» DATASET
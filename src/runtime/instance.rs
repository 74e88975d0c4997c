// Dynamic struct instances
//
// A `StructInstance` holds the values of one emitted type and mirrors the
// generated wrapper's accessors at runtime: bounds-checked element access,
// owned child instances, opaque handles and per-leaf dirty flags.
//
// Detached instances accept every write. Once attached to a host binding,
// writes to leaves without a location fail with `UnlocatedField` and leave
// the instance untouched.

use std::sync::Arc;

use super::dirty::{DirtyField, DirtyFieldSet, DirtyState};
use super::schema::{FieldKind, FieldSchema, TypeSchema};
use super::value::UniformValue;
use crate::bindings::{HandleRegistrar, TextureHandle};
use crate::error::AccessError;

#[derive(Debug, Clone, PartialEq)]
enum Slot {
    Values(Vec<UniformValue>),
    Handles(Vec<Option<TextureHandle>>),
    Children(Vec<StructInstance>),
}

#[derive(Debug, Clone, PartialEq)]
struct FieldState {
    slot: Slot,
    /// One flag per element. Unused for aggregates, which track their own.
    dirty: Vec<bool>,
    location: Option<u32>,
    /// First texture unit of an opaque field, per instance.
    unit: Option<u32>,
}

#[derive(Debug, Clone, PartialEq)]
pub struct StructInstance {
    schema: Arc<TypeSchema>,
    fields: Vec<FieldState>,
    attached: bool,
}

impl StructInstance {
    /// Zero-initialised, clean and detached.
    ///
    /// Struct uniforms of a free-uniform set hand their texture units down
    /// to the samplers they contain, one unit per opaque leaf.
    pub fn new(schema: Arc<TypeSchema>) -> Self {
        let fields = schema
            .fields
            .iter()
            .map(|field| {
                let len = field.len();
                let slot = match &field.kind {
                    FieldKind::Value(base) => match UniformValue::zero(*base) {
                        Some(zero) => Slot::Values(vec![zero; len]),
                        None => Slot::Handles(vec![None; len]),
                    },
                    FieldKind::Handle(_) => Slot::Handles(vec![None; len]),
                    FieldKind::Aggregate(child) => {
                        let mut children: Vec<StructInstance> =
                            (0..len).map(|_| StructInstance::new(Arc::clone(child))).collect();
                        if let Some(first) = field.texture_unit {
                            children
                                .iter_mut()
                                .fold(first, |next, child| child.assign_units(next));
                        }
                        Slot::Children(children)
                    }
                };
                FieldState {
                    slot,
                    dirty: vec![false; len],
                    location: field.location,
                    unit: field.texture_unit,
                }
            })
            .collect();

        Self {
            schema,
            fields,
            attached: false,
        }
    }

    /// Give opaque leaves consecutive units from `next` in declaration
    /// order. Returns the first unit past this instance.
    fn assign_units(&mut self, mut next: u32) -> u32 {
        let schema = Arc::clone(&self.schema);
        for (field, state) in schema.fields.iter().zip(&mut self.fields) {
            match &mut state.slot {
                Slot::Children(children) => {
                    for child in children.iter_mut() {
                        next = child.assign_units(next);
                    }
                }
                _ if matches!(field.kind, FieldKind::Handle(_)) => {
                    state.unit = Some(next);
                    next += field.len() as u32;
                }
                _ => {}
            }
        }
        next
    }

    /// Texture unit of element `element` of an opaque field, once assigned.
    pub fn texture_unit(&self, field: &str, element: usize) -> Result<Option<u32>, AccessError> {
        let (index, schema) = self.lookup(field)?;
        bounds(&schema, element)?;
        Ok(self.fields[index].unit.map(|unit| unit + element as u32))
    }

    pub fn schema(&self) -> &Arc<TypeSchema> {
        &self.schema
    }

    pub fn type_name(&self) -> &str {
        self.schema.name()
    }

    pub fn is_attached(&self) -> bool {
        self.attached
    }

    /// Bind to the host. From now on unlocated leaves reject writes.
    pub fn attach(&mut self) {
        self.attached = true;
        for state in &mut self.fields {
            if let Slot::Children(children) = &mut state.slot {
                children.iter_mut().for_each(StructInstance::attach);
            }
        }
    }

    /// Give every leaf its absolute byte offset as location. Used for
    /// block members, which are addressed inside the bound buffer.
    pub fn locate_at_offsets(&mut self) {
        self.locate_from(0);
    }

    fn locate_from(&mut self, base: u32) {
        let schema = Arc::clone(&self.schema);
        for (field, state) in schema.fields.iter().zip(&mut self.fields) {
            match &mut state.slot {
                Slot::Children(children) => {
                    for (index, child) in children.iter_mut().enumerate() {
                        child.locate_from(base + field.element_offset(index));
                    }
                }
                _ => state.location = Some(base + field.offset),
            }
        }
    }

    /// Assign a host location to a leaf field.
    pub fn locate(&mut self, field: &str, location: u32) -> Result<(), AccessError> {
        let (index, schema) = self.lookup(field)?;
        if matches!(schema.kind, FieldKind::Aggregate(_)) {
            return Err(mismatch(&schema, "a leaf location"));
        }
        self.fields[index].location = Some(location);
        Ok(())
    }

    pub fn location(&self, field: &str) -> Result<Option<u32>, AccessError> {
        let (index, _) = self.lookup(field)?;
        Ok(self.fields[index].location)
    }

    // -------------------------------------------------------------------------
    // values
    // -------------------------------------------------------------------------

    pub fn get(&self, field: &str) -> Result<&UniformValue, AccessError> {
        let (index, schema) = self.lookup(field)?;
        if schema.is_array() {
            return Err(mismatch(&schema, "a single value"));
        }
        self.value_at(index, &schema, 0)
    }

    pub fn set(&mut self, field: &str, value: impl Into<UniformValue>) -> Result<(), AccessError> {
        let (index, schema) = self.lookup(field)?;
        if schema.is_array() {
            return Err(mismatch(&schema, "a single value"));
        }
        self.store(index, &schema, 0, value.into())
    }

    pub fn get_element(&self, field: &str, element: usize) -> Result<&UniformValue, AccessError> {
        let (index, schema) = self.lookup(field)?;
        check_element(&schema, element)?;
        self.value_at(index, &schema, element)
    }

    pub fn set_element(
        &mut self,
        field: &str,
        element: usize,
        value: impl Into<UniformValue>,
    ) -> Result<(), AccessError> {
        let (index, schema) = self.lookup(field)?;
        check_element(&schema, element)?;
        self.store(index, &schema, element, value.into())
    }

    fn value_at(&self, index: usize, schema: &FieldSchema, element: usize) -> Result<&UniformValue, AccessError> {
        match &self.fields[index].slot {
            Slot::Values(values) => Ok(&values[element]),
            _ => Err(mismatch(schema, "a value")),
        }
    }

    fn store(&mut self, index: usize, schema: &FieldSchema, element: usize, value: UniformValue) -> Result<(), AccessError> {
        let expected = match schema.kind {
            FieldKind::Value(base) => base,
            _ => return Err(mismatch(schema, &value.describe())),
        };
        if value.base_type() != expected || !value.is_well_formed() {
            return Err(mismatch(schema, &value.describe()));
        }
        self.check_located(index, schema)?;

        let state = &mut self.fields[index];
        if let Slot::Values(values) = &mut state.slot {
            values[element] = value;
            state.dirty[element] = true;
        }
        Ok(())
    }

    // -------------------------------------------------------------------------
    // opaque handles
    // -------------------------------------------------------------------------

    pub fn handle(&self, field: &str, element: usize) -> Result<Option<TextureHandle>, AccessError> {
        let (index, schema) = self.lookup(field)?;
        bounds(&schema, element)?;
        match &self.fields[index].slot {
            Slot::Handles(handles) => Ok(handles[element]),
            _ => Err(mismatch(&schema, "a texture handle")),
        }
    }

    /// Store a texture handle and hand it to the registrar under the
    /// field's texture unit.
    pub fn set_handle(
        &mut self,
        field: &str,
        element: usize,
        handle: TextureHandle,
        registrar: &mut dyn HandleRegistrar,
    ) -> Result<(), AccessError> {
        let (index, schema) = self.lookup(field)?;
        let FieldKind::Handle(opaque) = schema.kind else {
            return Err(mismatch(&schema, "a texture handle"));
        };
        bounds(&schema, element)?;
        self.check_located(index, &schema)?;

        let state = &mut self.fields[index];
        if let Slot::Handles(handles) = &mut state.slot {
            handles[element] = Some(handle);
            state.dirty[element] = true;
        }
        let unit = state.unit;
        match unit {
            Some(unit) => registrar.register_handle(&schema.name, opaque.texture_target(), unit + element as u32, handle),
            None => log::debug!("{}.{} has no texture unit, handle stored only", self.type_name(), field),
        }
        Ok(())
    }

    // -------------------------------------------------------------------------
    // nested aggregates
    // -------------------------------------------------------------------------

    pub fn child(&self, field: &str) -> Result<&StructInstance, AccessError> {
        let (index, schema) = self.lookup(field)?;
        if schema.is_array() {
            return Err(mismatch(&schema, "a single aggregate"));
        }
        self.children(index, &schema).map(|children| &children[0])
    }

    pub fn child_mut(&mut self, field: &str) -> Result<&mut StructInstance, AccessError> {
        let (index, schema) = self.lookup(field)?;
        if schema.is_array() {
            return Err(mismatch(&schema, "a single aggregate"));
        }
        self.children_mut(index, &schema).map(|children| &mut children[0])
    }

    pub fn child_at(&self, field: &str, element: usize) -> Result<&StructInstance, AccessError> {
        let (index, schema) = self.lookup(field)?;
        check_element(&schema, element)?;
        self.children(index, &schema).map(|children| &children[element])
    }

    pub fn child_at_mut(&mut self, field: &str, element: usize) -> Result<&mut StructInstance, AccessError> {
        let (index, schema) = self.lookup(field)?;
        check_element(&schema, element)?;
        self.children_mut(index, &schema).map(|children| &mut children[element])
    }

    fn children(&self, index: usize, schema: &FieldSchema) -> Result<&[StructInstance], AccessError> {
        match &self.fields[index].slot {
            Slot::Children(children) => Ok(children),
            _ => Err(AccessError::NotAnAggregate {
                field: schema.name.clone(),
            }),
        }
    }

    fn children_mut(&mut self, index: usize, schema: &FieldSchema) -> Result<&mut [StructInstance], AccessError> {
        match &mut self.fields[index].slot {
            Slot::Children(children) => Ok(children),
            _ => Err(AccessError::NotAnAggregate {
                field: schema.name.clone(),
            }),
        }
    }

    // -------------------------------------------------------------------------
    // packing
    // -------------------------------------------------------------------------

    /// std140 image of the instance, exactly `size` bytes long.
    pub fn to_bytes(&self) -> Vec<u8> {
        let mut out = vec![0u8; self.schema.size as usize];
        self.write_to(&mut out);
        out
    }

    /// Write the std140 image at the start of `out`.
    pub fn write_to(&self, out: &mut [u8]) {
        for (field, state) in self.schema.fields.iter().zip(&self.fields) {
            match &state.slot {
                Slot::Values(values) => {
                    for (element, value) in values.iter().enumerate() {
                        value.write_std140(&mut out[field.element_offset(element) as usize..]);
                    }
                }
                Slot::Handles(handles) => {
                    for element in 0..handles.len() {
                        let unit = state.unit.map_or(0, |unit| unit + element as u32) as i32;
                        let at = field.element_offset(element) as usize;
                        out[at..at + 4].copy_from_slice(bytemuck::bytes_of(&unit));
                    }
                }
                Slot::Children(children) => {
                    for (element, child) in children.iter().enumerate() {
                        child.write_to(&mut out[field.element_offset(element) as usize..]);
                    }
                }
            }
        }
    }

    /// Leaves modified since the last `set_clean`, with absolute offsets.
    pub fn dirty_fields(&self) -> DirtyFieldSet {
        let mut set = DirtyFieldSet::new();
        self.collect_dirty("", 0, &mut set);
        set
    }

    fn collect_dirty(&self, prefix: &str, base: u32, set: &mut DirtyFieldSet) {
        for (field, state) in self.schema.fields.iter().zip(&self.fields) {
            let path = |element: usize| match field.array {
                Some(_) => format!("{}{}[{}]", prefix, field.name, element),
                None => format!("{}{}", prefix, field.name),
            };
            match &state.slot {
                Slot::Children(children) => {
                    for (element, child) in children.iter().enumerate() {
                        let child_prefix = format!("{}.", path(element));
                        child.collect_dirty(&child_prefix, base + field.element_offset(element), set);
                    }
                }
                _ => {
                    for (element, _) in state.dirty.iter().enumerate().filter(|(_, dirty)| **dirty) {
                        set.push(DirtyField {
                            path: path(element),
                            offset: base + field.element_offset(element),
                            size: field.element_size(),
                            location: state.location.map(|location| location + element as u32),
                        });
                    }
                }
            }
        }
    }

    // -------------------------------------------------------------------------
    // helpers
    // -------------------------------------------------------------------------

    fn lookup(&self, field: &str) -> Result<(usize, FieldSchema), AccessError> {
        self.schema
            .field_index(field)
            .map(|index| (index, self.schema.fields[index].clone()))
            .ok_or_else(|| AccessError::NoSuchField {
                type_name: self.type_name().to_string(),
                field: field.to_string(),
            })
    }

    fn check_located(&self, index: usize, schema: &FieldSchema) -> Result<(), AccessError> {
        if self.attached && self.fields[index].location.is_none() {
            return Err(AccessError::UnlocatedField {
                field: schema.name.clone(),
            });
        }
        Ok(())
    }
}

» WHAT IS NEEDED
Report each line above that includes the string "bool".

» OUTPUT OF THE EXERCISE
    dirty: Vec<bool>,
    attached: bool,
    pub fn is_attached(&self) -> bool {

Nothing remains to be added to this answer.